[Problem]: Transcribe the records that follow, preserving every word.

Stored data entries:
========

//! 시세 제공자.
//!
//! Yahoo Finance `quoteSummary` API의 `price` 모듈에서 현재 시세를 가져옵니다.
//!
//! ```text
//! GET {base}/v10/finance/quoteSummary/{symbol}?modules=price
//! ```
//!
//! 응답의 수치 필드는 `{ "raw": ..., "fmt": ... }` 형태이며 `raw` 값만 사용합니다.

use std::time::Duration;

use async_trait::async_trait;
use chrono::Utc;
use dashboard_core::QuoteSnapshot;
use reqwest::Client;
use rust_decimal::prelude::FromPrimitive;
use rust_decimal::Decimal;
use serde::Deserialize;
use tracing::debug;

use crate::error::{DataError, Result};

/// 시세 제공자 트레잇.
#[async_trait]
pub trait QuoteProvider: Send + Sync {
    /// 심볼의 현재 시세를 조회합니다.
    async fn fetch_quote(&self, symbol: &str) -> Result<QuoteSnapshot>;
}

/// `quoteSummary` 응답.
#[derive(Debug, Default, Deserialize)]
#[serde(rename_all = "camelCase")]
pub struct QuoteSummaryResponse {
    #[serde(default)]
    pub quote_summary: QuoteSummary,
}

#[derive(Debug, Default, Deserialize)]
pub struct QuoteSummary {
    #[serde(default)]
    pub result: Option<Vec<QuoteSummaryResult>>,
}

#[derive(Debug, Default, Deserialize)]
pub struct QuoteSummaryResult {
    #[serde(default)]
    pub price: Option<PriceModule>,
}

/// `price` 모듈. 모든 필드는 없을 수 있습니다.
#[derive(Debug, Default, Deserialize)]
#[serde(rename_all = "camelCase", default)]
pub struct PriceModule {
    pub long_name: Option<String>,
    pub short_name: Option<String>,
    pub regular_market_price: RawValue,
    pub regular_market_day_low: RawValue,
    pub regular_market_day_high: RawValue,
    pub regular_market_volume: RawValue,
    pub regular_market_change: RawValue,
    pub regular_market_change_percent: RawValue,
}

/// `{ "raw": 1.23, "fmt": "1.23" }`. 빈 객체 `{}`도 허용합니다.
#[derive(Debug, Default, Clone, Copy, Deserialize)]
pub struct RawValue {
    #[serde(default)]
    pub raw: Option<f64>,
}

impl RawValue {
    fn decimal(&self) -> Decimal {
        self.raw.and_then(Decimal::from_f64).unwrap_or(Decimal::ZERO)
    }

    fn float(&self) -> f64 {
        self.raw.filter(|v| v.is_finite()).unwrap_or(0.0)
    }

    fn integer(&self) -> i64 {
        self.float() as i64
    }
}

/// 응답을 스냅샷으로 변환합니다.
///
/// 결과가 없으면 모든 수치가 0이고 이름이 심볼인 스냅샷을 반환합니다.
/// 없는 수치 필드는 0으로 채웁니다.
pub fn snapshot_from_summary(symbol: &str, response: QuoteSummaryResponse) -> QuoteSnapshot {
    let price = response
        .quote_summary
        .result
        .and_then(|results| results.into_iter().next())
        .and_then(|result| result.price);

    let Some(price) = price else {
        return QuoteSnapshot::zeroed(symbol);
    };

    let name = [price.long_name.as_deref(), price.short_name.as_deref()]
        .into_iter()
        .flatten()
        .find(|name| !name.trim().is_empty())
        .unwrap_or(symbol)
        .to_string();

    QuoteSnapshot {
        symbol: symbol.to_string(),
        name,
        price: price.regular_market_price.decimal(),
        day_low: price.regular_market_day_low.decimal(),
        day_high: price.regular_market_day_high.decimal(),
        volume: price.regular_market_volume.integer(),
        change: price.regular_market_change.decimal(),
        change_percent: price.regular_market_change_percent.float(),
        fetched_at: Utc::now(),
    }
}

/// Yahoo Finance 시세 제공자.
#[derive(Debug, Clone)]
pub struct YahooQuoteProvider {
    client: Client,
    base_url: String,
}

impl YahooQuoteProvider {
    /// 새 제공자를 생성합니다.
    pub fn new(base_url: impl Into<String>, timeout: Duration) -> Result<Self> {
        let client = Client::builder()
            .timeout(timeout)
            .user_agent("Mozilla/5.0 (Windows NT 10.0; Win64; x64) AppleWebKit/537.36 (KHTML, like Gecko) Chrome/120.0.0.0 Safari/537.36")
            .build()
            .map_err(|e| DataError::Config(format!("HTTP 클라이언트 생성 실패: {}", e)))?;

        Ok(Self {
            client,
            base_url: base_url.into().trim_end_matches('/').to_string(),
        })
    }

    fn fetch_error(symbol: &str, message: impl ToString) -> DataError {
        DataError::QuoteFetch {
            symbol: symbol.to_string(),
            message: message.to_string(),
        }
    }
}

#[async_trait]
impl QuoteProvider for YahooQuoteProvider {
    async fn fetch_quote(&self, symbol: &str) -> Result<QuoteSnapshot> {
        let url = format!("{}/v10/finance/quoteSummary/{}", self.base_url, symbol);

        let response = self
            .client
            .get(&url)
            .query(&[("modules", "price")])
            .send()
            .await
            .map_err(|e| Self::fetch_error(symbol, e))?;

        let status = response.status();
        if !status.is_success() {
            return Err(Self::fetch_error(symbol, format!("HTTP {}", status)));
        }

        let summary: QuoteSummaryResponse = response
            .json()
            .await
            .map_err(|e| Self::fetch_error(symbol, e))?;

        let snapshot = snapshot_from_summary(symbol, summary);
        debug!(symbol, price = %snapshot.price, "시세 수신");
        Ok(snapshot)
    }
}
//! 대시보드 HTTP 서버.
//!
//! 이 크레이트는 다음을 제공합니다:
//! - Axum 기반 차트/지수 이미지 endpoint
//! - 관심 종목 시세 JSON endpoint
//! - 거래 세션 상태와 헬스 체크
//!
//! # 모듈 구성
//!
//! - [`state`]: 애플리케이션 공유 상태 (AppState)
//! - [`routes`]: REST API 엔드포인트
//! - [`watchlist`]: 페이지별 관심 종목
//! - [`error`]: 캐시 엔진 에러의 HTTP 변환

pub mod error;
pub mod routes;
pub mod state;
pub mod watchlist;

pub use error::{ApiError, ApiErrorResponse, ApiResult};
pub use routes::*;
pub use state::AppState;

#[cfg(any(test, feature = "test-utils"))]
pub use state::test_support::create_test_state;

========

[Result of the exercise]:
//! 시세 제공자.
//!
//! Yahoo Finance `quoteSummary` API의 `price` 모듈에서 현재 시세를 가져옵니다.
//!
//! ```text
//! GET {base}/v10/finance/quoteSummary/{symbol}?modules=price
//! ```
//!
//! 응답의 수치 필드는 `{ "raw": ..., "fmt": ... }` 형태이며 `raw` 값만 사용합니다.

use std::time::Duration;

use async_trait::async_trait;
use chrono::Utc;
use dashboard_core::QuoteSnapshot;
use reqwest::Client;
use rust_decimal::prelude::FromPrimitive;
use rust_decimal::Decimal;
use serde::Deserialize;
use tracing::debug;

use crate::error::{DataError, Result};

/// 시세 제공자 트레잇.
#[async_trait]
pub trait QuoteProvider: Send + Sync {
    /// 심볼의 현재 시세를 조회합니다.
    async fn fetch_quote(&self, symbol: &str) -> Result<QuoteSnapshot>;
}

/// `quoteSummary` 응답.
#[derive(Debug, Default, Deserialize)]
#[serde(rename_all = "camelCase")]
pub struct QuoteSummaryResponse {
    #[serde(default)]
    pub quote_summary: QuoteSummary,
}

#[derive(Debug, Default, Deserialize)]
pub struct QuoteSummary {
    #[serde(default)]
    pub result: Option<Vec<QuoteSummaryResult>>,
}

#[derive(Debug, Default, Deserialize)]
pub struct QuoteSummaryResult {
    #[serde(default)]
    pub price: Option<PriceModule>,
}

/// `price` 모듈. 모든 필드는 없을 수 있습니다.
#[derive(Debug, Default, Deserialize)]
#[serde(rename_all = "camelCase", default)]
pub struct PriceModule {
    pub long_name: Option<String>,
    pub short_name: Option<String>,
    pub regular_market_price: RawValue,
    pub regular_market_day_low: RawValue,
    pub regular_market_day_high: RawValue,
    pub regular_market_volume: RawValue,
    pub regular_market_change: RawValue,
    pub regular_market_change_percent: RawValue,
}

/// `{ "raw": 1.23, "fmt": "1.23" }`. 빈 객체 `{}`도 허용합니다.
#[derive(Debug, Default, Clone, Copy, Deserialize)]
pub struct RawValue {
    #[serde(default)]
    pub raw: Option<f64>,
}

impl RawValue {
    fn decimal(&self) -> Decimal {
        self.raw.and_then(Decimal::from_f64).unwrap_or(Decimal::ZERO)
    }

    fn float(&self) -> f64 {
        self.raw.filter(|v| v.is_finite()).unwrap_or(0.0)
    }

    fn integer(&self) -> i64 {
        self.float() as i64
    }
}

/// 응답을 스냅샷으로 변환합니다.
///
/// 결과가 없으면 모든 수치가 0이고 이름이 심볼인 스냅샷을 반환합니다.
/// 없는 수치 필드는 0으로 채웁니다.
pub fn snapshot_from_summary(symbol: &str, response: QuoteSummaryResponse) -> QuoteSnapshot {
    let price = response
        .quote_summary
        .result
        .and_then(|results| results.into_iter().next())
        .and_then(|result| result.price);

    let Some(price) = price else {
        return QuoteSnapshot::zeroed(symbol);
    };

    let name = [price.long_name.as_deref(), price.short_name.as_deref()]
        .into_iter()
        .flatten()
        .find(|name| !name.trim().is_empty())
        .unwrap_or(symbol)
        .to_string();

    QuoteSnapshot {
        symbol: symbol.to_string(),
        name,
        price: price.regular_market_price.decimal(),
        day_low: price.regular_market_day_low.decimal(),
        day_high: price.regular_market_day_high.decimal(),
        volume: price.regular_market_volume.integer(),
        change: price.regular_market_change.decimal(),
        change_percent: price.regular_market_change_percent.float(),
        fetched_at: Utc::now(),
    }
}

/// Yahoo Finance 시세 제공자.
#[derive(Debug, Clone)]
pub struct YahooQuoteProvider {
    client: Client,
    base_url: String,
}

impl YahooQuoteProvider {
    /// 새 제공자를 생성합니다.
    pub fn new(base_url: impl Into<String>, timeout: Duration) -> Result<Self> {
        let client = Client::builder()
            .timeout(timeout)
            .user_agent("Mozilla/5.0 (Windows NT 10.0; Win64; x64) AppleWebKit/537.36 (KHTML, like Gecko) Chrome/120.0.0.0 Safari/537.36")
            .build()
            .map_err(|e| DataError::Config(format!("HTTP 클라이언트 생성 실패: {}", e)))?;

        Ok(Self {
            client,
            base_url: base_url.into().trim_end_matches('/').to_string(),
        })
    }

    fn fetch_error(symbol: &str, message: impl ToString) -> DataError {
        DataError::QuoteFetch {
            symbol: symbol.to_string(),
            message: message.to_string(),
        }
    }
}

#[async_trait]
impl QuoteProvider for YahooQuoteProvider {
    async fn fetch_quote(&self, symbol: &str) -> Result<QuoteSnapshot> {
        let url = format!("{}/v10/finance/quoteSummary/{}", self.base_url, symbol);

        let response = self
            .client
            .get(&url)
            .query(&[("modules", "price")])
            .send()
            .await
            .map_err(|e| Self::fetch_error(symbol, e))?;

        let status = response.status();
        if !status.is_success() {
            return Err(Self::fetch_error(symbol, format!("HTTP {}", status)));
        }

        let summary: QuoteSummaryResponse = response
            .json()
            .await
            .map_err(|e| Self::fetch_error(symbol, e))?;

        let snapshot = snapshot_from_summary(symbol, summary);
        debug!(symbol, price = %snapshot.price, "시세 수신");
        Ok(snapshot)
    }
}
//! 대시보드 HTTP 서버.
//!
//! 이 크레이트는 다음을 제공합니다:
//! - Axum 기반 차트/지수 이미지 endpoint
//! - 관심 종목 시세 JSON endpoint
//! - 거래 세션 상태와 헬스 체크
//!
//! # 모듈 구성
//!
//! - [`state`]: 애플리케이션 공유 상태 (AppState)
//! - [`routes`]: REST API 엔드포인트
//! - [`watchlist`]: 페이지별 관심 종목
//! - [`error`]: 캐시 엔진 에러의 HTTP 변환

pub mod error;
pub mod routes;
pub mod state;
pub mod watchlist;

pub use error::{ApiError, ApiErrorResponse, ApiResult};
pub use routes::*;
pub use state::AppState;

#[cfg(any(test, feature = "test-utils"))]
pub use state::test_support::create_test_state;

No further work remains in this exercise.